What needs to be done:
In the records that come next, find every line with "DiagnosticsFormat". Return those lines.

Record extracts:
··········
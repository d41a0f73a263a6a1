//! Elastic Transcoder job records.

use crate::path::{AttachPaths, Path};
use serde::Deserialize;
use serde_json::{Map, Value};

/// A transcoding job: inputs, outputs and the playlists grouping them.
#[derive(Debug, Clone, Default, Deserialize)]
#[serde(rename_all = "camelCase", default)]
pub struct Job {
    #[serde(skip)]
    pub path: Path,
    pub id: Option<String>,
    pub pipeline_id: Option<String>,
    pub output_key_prefix: Option<String>,
    pub inputs: Vec<JobInput>,
    pub outputs: Vec<JobOutput>,
    pub playlists: Vec<Playlist>,
    /// Copied verbatim to the converted job; never re-cased.
    #[serde(skip)]
    pub user_metadata: Option<Map<String, Value>>,
}

impl Job {
    /// Output keys referenced by any playlist, in playlist order.
    pub fn playlist_output_keys(&self) -> impl Iterator<Item = &str> {
        self.playlists
            .iter()
            .flat_map(|p| p.output_keys.iter().map(String::as_str))
    }

    /// Outputs not referenced by any playlist, in source order.
    pub fn standalone_outputs(&self) -> impl Iterator<Item = &JobOutput> {
        self.outputs.iter().filter(move |output| {
            !self
                .playlist_output_keys()
                .any(|key| Some(key) == output.key.as_deref())
        })
    }

    /// Outputs belonging to a playlist, in job output order.
    pub fn playlist_outputs<'a>(&'a self, playlist: &'a Playlist) -> impl Iterator<Item = &'a JobOutput> {
        self.outputs.iter().filter(move |output| {
            output
                .key
                .as_ref()
                .is_some_and(|key| playlist.output_keys.contains(key))
        })
    }

    pub fn has_output_captions(&self) -> bool {
        self.outputs.iter().any(JobOutput::has_caption_formats)
    }
}

impl AttachPaths for Job {
    fn attach_paths(self, path: &Path) -> Self {
        Self {
            inputs: self.inputs.attach_paths(&path.key("inputs")),
            outputs: self.outputs.attach_paths(&path.key("outputs")),
            playlists: self.playlists.attach_paths(&path.key("playlists")),
            path: path.clone(),
            ..self
        }
    }
}

#[derive(Debug, Clone, Default, Deserialize)]
#[serde(rename_all = "camelCase", default)]
pub struct JobInput {
    #[serde(skip)]
    pub path: Path,
    pub key: Option<String>,
    pub encryption: Option<Encryption>,
    pub time_span: Option<TimeSpan>,
    pub input_captions: Option<InputCaptions>,
}

impl AttachPaths for JobInput {
    fn attach_paths(self, path: &Path) -> Self {
        Self {
            encryption: self.encryption.attach_paths(&path.key("encryption")),
            time_span: self.time_span.attach_paths(&path.key("timeSpan")),
            input_captions: self.input_captions.attach_paths(&path.key("inputCaptions")),
            path: path.clone(),
            ..self
        }
    }
}

/// Input decryption settings
#[derive(Debug, Clone, Default, Deserialize)]
#[serde(rename_all = "camelCase", default)]
pub struct Encryption {
    #[serde(skip)]
    pub path: Path,
    pub mode: Option<String>,
    pub key: Option<String>,
    pub key_md5: Option<String>,
    pub initialization_vector: Option<String>,
}

impl AttachPaths for Encryption {
    fn attach_paths(self, path: &Path) -> Self {
        Self {
            path: path.clone(),
            ..self
        }
    }
}

/// Input clipping, with times as `HH:mm:ss.SSS` or `sssss.SSS`.
#[derive(Debug, Clone, Default, Deserialize)]
#[serde(rename_all = "camelCase", default)]
pub struct TimeSpan {
    #[serde(skip)]
    pub path: Path,
    pub start_time: Option<String>,
    pub duration: Option<String>,
}

impl AttachPaths for TimeSpan {
    fn attach_paths(self, path: &Path) -> Self {
        Self {
            path: path.clone(),
            ..self
        }
    }
}

#[derive(Debug, Clone, Default, Deserialize)]
#[serde(rename_all = "camelCase", default)]
pub struct InputCaptions {
    #[serde(skip)]
    pub path: Path,
    pub merge_policy: Option<String>,
    pub caption_sources: Vec<CaptionSource>,
}

impl AttachPaths for InputCaptions {
    fn attach_paths(self, path: &Path) -> Self {
        Self {
            caption_sources: self.caption_sources.attach_paths(&path.key("captionSources")),
            path: path.clone(),
            ..self
        }
    }
}

/// A sidecar caption file attached to an input.
#[derive(Debug, Clone, Default, Deserialize)]
#[serde(rename_all = "camelCase", default)]
pub struct CaptionSource {
    #[serde(skip)]
    pub path: Path,
    pub key: Option<String>,
    pub language: Option<String>,
    pub time_offset: Option<String>,
    pub label: Option<String>,
}

impl AttachPaths for CaptionSource {
    fn attach_paths(self, path: &Path) -> Self {
        Self {
            path: path.clone(),
            ..self
        }
    }
}

#[derive(Debug, Clone, Default, Deserialize)]
#[serde(rename_all = "camelCase", default)]
pub struct JobOutput {
    #[serde(skip)]
    pub path: Path,
    pub key: Option<String>,
    pub preset_id: Option<String>,
    pub thumbnail_pattern: Option<String>,
    pub segment_duration: Option<String>,
    pub captions: Option<OutputCaptions>,
}

impl JobOutput {
    /// Whether the output declares at least one caption format.
    pub fn has_caption_formats(&self) -> bool {
        self.captions
            .as_ref()
            .is_some_and(|c| !c.caption_formats.is_empty())
    }
}

impl AttachPaths for JobOutput {
    fn attach_paths(self, path: &Path) -> Self {
        Self {
            captions: self.captions.attach_paths(&path.key("captions")),
            path: path.clone(),
            ..self
        }
    }
}

#[derive(Debug, Clone, Default, Deserialize)]
#[serde(rename_all = "camelCase", default)]
pub struct OutputCaptions {
    #[serde(skip)]
    pub path: Path,
    pub caption_formats: Vec<CaptionFormat>,
}

impl AttachPaths for OutputCaptions {
    fn attach_paths(self, path: &Path) -> Self {
        Self {
            caption_formats: self.caption_formats.attach_paths(&path.key("captionFormats")),
            path: path.clone(),
            ..self
        }
    }
}

#[derive(Debug, Clone, Default, Deserialize)]
#[serde(rename_all = "camelCase", default)]
pub struct CaptionFormat {
    #[serde(skip)]
    pub path: Path,
    pub format: Option<String>,
    pub pattern: Option<String>,
}

impl AttachPaths for CaptionFormat {
    fn attach_paths(self, path: &Path) -> Self {
        Self {
            path: path.clone(),
            ..self
        }
    }
}

/// A group of outputs packaged for adaptive-bitrate streaming.
#[derive(Debug, Clone, Default, Deserialize)]
#[serde(rename_all = "camelCase", default)]
pub struct Playlist {
    #[serde(skip)]
    pub path: Path,
    pub name: Option<String>,
    pub format: Option<String>,
    pub output_keys: Vec<String>,
    pub hls_content_protection: Option<HlsContentProtection>,
    pub play_ready_drm: Option<Value>,
}

impl AttachPaths for Playlist {
    fn attach_paths(self, path: &Path) -> Self {
        Self {
            hls_content_protection: self
                .hls_content_protection
                .attach_paths(&path.key("hlsContentProtection")),
            path: path.clone(),
            ..self
        }
    }
}

#[derive(Debug, Clone, Default, Deserialize)]
#[serde(rename_all = "camelCase", default)]
pub struct HlsContentProtection {
    #[serde(skip)]
    pub path: Path,
    pub method: Option<String>,
    pub key: Option<String>,
    pub initialization_vector: Option<String>,
    pub license_acquisition_url: Option<String>,
    pub key_storage_policy: Option<String>,
}

impl AttachPaths for HlsContentProtection {
    fn attach_paths(self, path: &Path) -> Self {
        Self {
            path: path.clone(),
            ..self
        }
    }
}

#[cfg(test)]
mod tests {
    use super::*;
    use serde_json::json;

    fn sample_job() -> Job {
        let job: Job = serde_json::from_value(json!({
            "inputs": [{ "key": "in.mp4", "timeSpan": { "startTime": "10" } }],
            "outputs": [
                { "key": "hls/400k", "presetId": "p1" },
                { "key": "file.mp4", "presetId": "p2", "captions": { "captionFormats": [{ "format": "srt" }] } },
                { "key": "hls/800k", "presetId": "p1" }
            ],
            "playlists": [{ "name": "index", "format": "HLSv3", "outputKeys": ["hls/800k", "hls/400k"] }]
        }))
        .unwrap();
        job.attach_paths(&Path::from_keys(["job"]))
    }

    #[test]
    fn attaches_paths_to_nested_records() {
        let job = sample_job();
        assert_eq!(job.path.to_string(), "job");
        assert_eq!(job.inputs[0].path.to_string(), "job.inputs[0]");
        assert_eq!(
            job.inputs[0].time_span.as_ref().unwrap().path.to_string(),
            "job.inputs[0].timeSpan"
        );
        assert_eq!(
            job.outputs[1].captions.as_ref().unwrap().caption_formats[0].path.to_string(),
            "job.outputs[1].captions.captionFormats[0]"
        );
        assert_eq!(job.playlists[0].path.to_string(), "job.playlists[0]");
    }

    #[test]
    fn splits_outputs_by_playlist_membership() {
        let job = sample_job();
        let standalone: Vec<_> = job.standalone_outputs().filter_map(|o| o.key.as_deref()).collect();
        assert_eq!(standalone, vec!["file.mp4"]);

        let in_playlist: Vec<_> = job
            .playlist_outputs(&job.playlists[0])
            .filter_map(|o| o.key.as_deref())
            .collect();
        assert_eq!(in_playlist, vec!["hls/400k", "hls/800k"]);
        assert!(job.has_output_captions());
    }
}
//! Elastic Transcoder preset records.

use crate::path::{AttachPaths, Path};
use serde::Deserialize;

/// Source value meaning "let the encoder decide".
pub const AUTO: &str = "auto";

#[derive(Debug, Clone, Default, Deserialize)]
#[serde(rename_all = "camelCase", default)]
pub struct Preset {
    #[serde(skip)]
    pub path: Path,
    pub id: Option<String>,
    pub name: Option<String>,
    pub description: Option<String>,
    pub container: Option<String>,
    pub audio: Option<AudioParameters>,
    pub video: Option<VideoParameters>,
    pub thumbnails: Option<Thumbnails>,
}

impl Preset {
    /// Audio parameters of a preset that actually produces audio.
    pub fn audible(&self) -> Option<&AudioParameters> {
        self.audio
            .as_ref()
            .filter(|audio| audio.channels.as_deref() != Some("0"))
    }
}

impl AttachPaths for Preset {
    fn attach_paths(self, path: &Path) -> Self {
        Self {
            audio: self.audio.attach_paths(&path.key("audio")),
            video: self.video.attach_paths(&path.key("video")),
            thumbnails: self.thumbnails.attach_paths(&path.key("thumbnails")),
            path: path.clone(),
            ..self
        }
    }
}

#[derive(Debug, Clone, Default, Deserialize)]
#[serde(rename_all = "camelCase", default)]
pub struct AudioParameters {
    #[serde(skip)]
    pub path: Path,
    pub codec: Option<String>,
    pub sample_rate: Option<String>,
    pub bit_rate: Option<String>,
    pub channels: Option<String>,
    pub audio_packing_mode: Option<String>,
    pub codec_options: Option<AudioCodecOptions>,
}

impl AttachPaths for AudioParameters {
    fn attach_paths(self, path: &Path) -> Self {
        Self {
            codec_options: self.codec_options.attach_paths(&path.key("codecOptions")),
            path: path.clone(),
            ..self
        }
    }
}

#[derive(Debug, Clone, Default, Deserialize)]
#[serde(rename_all = "camelCase", default)]
pub struct AudioCodecOptions {
    #[serde(skip)]
    pub path: Path,
    pub profile: Option<String>,
    pub bit_depth: Option<String>,
    pub bit_order: Option<String>,
    pub signed: Option<String>,
}

impl AttachPaths for AudioCodecOptions {
    fn attach_paths(self, path: &Path) -> Self {
        Self {
            path: path.clone(),
            ..self
        }
    }
}

#[derive(Debug, Clone, Default, Deserialize)]
#[serde(rename_all = "camelCase", default)]
pub struct VideoParameters {
    #[serde(skip)]
    pub path: Path,
    pub codec: Option<String>,
    pub codec_options: VideoCodecOptions,
    pub keyframes_max_dist: Option<String>,
    #[serde(rename = "fixedGOP")]
    pub fixed_gop: Option<String>,
    pub bit_rate: Option<String>,
    pub frame_rate: Option<String>,
    pub max_frame_rate: Option<String>,
    pub resolution: Option<String>,
    pub aspect_ratio: Option<String>,
    pub max_width: Option<String>,
    pub max_height: Option<String>,
    pub display_aspect_ratio: Option<String>,
    pub sizing_policy: Option<String>,
    pub padding_policy: Option<String>,
}

impl VideoParameters {
    /// Max bit rate from the codec options, if any.
    pub fn max_bit_rate(&self) -> Option<&str> {
        self.codec_options.max_bit_rate.as_deref()
    }
}

impl AttachPaths for VideoParameters {
    fn attach_paths(self, path: &Path) -> Self {
        Self {
            codec_options: self.codec_options.attach_paths(&path.key("codecOptions")),
            path: path.clone(),
            ..self
        }
    }
}

/// Free-form codec options; every value is a string in the source schema.
#[derive(Debug, Clone, Default, Deserialize)]
#[serde(rename_all = "camelCase", default)]
pub struct VideoCodecOptions {
    #[serde(skip)]
    pub path: Path,
    pub profile: Option<String>,
    pub level: Option<String>,
    pub max_reference_frames: Option<String>,
    pub max_bit_rate: Option<String>,
    pub buffer_size: Option<String>,
    pub interlaced_mode: Option<String>,
    pub color_space_conversion_mode: Option<String>,
    pub chroma_subsampling: Option<String>,
    pub loop_count: Option<String>,
}

impl AttachPaths for VideoCodecOptions {
    fn attach_paths(self, path: &Path) -> Self {
        Self {
            path: path.clone(),
            ..self
        }
    }
}

#[derive(Debug, Clone, Default, Deserialize)]
#[serde(rename_all = "camelCase", default)]
pub struct Thumbnails {
    #[serde(skip)]
    pub path: Path,
    pub format: Option<String>,
    pub interval: Option<String>,
    pub resolution: Option<String>,
    pub aspect_ratio: Option<String>,
    pub max_width: Option<String>,
    pub max_height: Option<String>,
    pub sizing_policy: Option<String>,
    pub padding_policy: Option<String>,
}

impl AttachPaths for Thumbnails {
    fn attach_paths(self, path: &Path) -> Self {
        Self {
            path: path.clone(),
            ..self
        }
    }
}
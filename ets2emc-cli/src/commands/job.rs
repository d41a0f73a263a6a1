use crate::cli::JobArgs;
use crate::error::{CliErrorContext, CliResult};
use crate::output::print_document;
use ets2emc_core::source::{JobSource, PresetTable, load_job, load_pipeline, load_preset};
use ets2emc_core::translate::job::render_job;
use ets2emc_core::{ConvertConfig, ConvertConfigBuilder, translate_job};
use log::info;

use super::{finish, read_source};

/// Converts a job (or job template) and prints it.
pub fn run_job(args: &JobArgs) -> CliResult<i32> {
    let job = load_job(&read_source(&args.job)?)
        .cli_with_context(|| format!("Invalid job document {}", args.job.display()))?;
    let pipeline = load_pipeline(&read_source(&args.pipeline)?)
        .cli_with_context(|| format!("Invalid pipeline document {}", args.pipeline.display()))?;

    let mut presets = PresetTable::new();
    for path in &args.presets {
        let preset = load_preset(&read_source(path)?)
            .cli_with_context(|| format!("Invalid preset document {}", path.display()))?;
        presets.insert(preset);
    }
    info!(
        "Loaded job {} with {} preset(s)",
        job.id.as_deref().unwrap_or("<unnamed>"),
        presets.len()
    );

    let source = JobSource::new(job, pipeline, presets)?;
    let config = job_config(args);
    let (document, diagnostics) = translate_job(&source, &config);

    print_document(&render_job(&document, &source.job, &config)?)?;
    finish(&diagnostics, &args.output)
}

fn job_config(args: &JobArgs) -> ConvertConfig {
    let mut builder = ConvertConfigBuilder::new()
        .insert_defaults(args.output.insert_defaults)
        .camel_case_output(args.output.camel);
    if let Some(name) = &args.name {
        builder = builder.template_name(name.as_str());
    }
    if let Some(description) = &args.description {
        builder = builder.description(description.as_str());
    }
    if let Some(category) = &args.category {
        builder = builder.category(category.as_str());
    }
    if let Some(role_arn) = &args.role_arn {
        builder = builder.role_arn(role_arn.as_str());
    }
    builder.build()
}
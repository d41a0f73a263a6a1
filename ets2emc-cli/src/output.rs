//! Printing converted documents and diagnostics.
//!
//! The converted document is the only thing written to stdout, so the output
//! can be piped straight into the MediaConvert API tooling.

use crate::cli::DiagnosticsFormat;
use crate::error::CliResult;
use ets2emc_core::{Diagnostic, Diagnostics, Level};
use owo_colors::OwoColorize;
use serde_json::Value;
use std::io::{self, Write};

/// Check if color should be used (respects NO_COLOR environment variable)
fn should_use_color() -> bool {
    std::env::var_os("NO_COLOR").is_none()
}

/// Writes the converted document to stdout as pretty JSON.
pub fn print_document(document: &Value) -> CliResult<()> {
    let mut stdout = io::stdout().lock();
    serde_json::to_writer_pretty(&mut stdout, document)?;
    writeln!(stdout)?;
    Ok(())
}

/// Writes the diagnostics to stderr in the requested format.
pub fn print_diagnostics(diagnostics: &Diagnostics, format: DiagnosticsFormat) -> CliResult<()> {
    let mut stderr = io::stderr().lock();
    match format {
        DiagnosticsFormat::Json => {
            serde_json::to_writer_pretty(&mut stderr, diagnostics)?;
            writeln!(stderr)?;
        }
        DiagnosticsFormat::Text => {
            let color = should_use_color();
            for diagnostic in diagnostics.messages() {
                writeln!(stderr, "{}", format_diagnostic(diagnostic, color))?;
            }
            writeln!(stderr, "{}", format_summary(diagnostics, color))?;
        }
    }
    Ok(())
}

/// One diagnostic line, with the level tag coloured by severity.
pub fn format_diagnostic(diagnostic: &Diagnostic, color: bool) -> String {
    let tag = format!("[{}]", diagnostic.level);
    let tag = if color {
        match diagnostic.level {
            Level::Error => tag.red().bold().to_string(),
            Level::Warn => tag.yellow().to_string(),
            Level::Info => tag.cyan().to_string(),
        }
    } else {
        tag
    };

    if diagnostic.path.is_empty() {
        format!("{} {}", tag, diagnostic.message)
    } else if color {
        format!("{} {}: {}", tag, diagnostic.path.dimmed(), diagnostic.message)
    } else {
        format!("{} {}: {}", tag, diagnostic.path, diagnostic.message)
    }
}

fn format_summary(diagnostics: &Diagnostics, color: bool) -> String {
    let summary = format!(
        "{} error(s), {} warning(s), {} info message(s)",
        diagnostics.errors().len(),
        diagnostics.warnings().len(),
        diagnostics.infos().len()
    );
    match (color, diagnostics.has_errors()) {
        (true, true) => summary.red().bold().to_string(),
        (true, false) => summary.green().to_string(),
        (false, _) => summary,
    }
}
··········
Exercise answer:
use crate::cli::DiagnosticsFormat;
pub fn print_diagnostics(diagnostics: &Diagnostics, format: DiagnosticsFormat) -> CliResult<()> {
        DiagnosticsFormat::Json => {
        DiagnosticsFormat::Text => {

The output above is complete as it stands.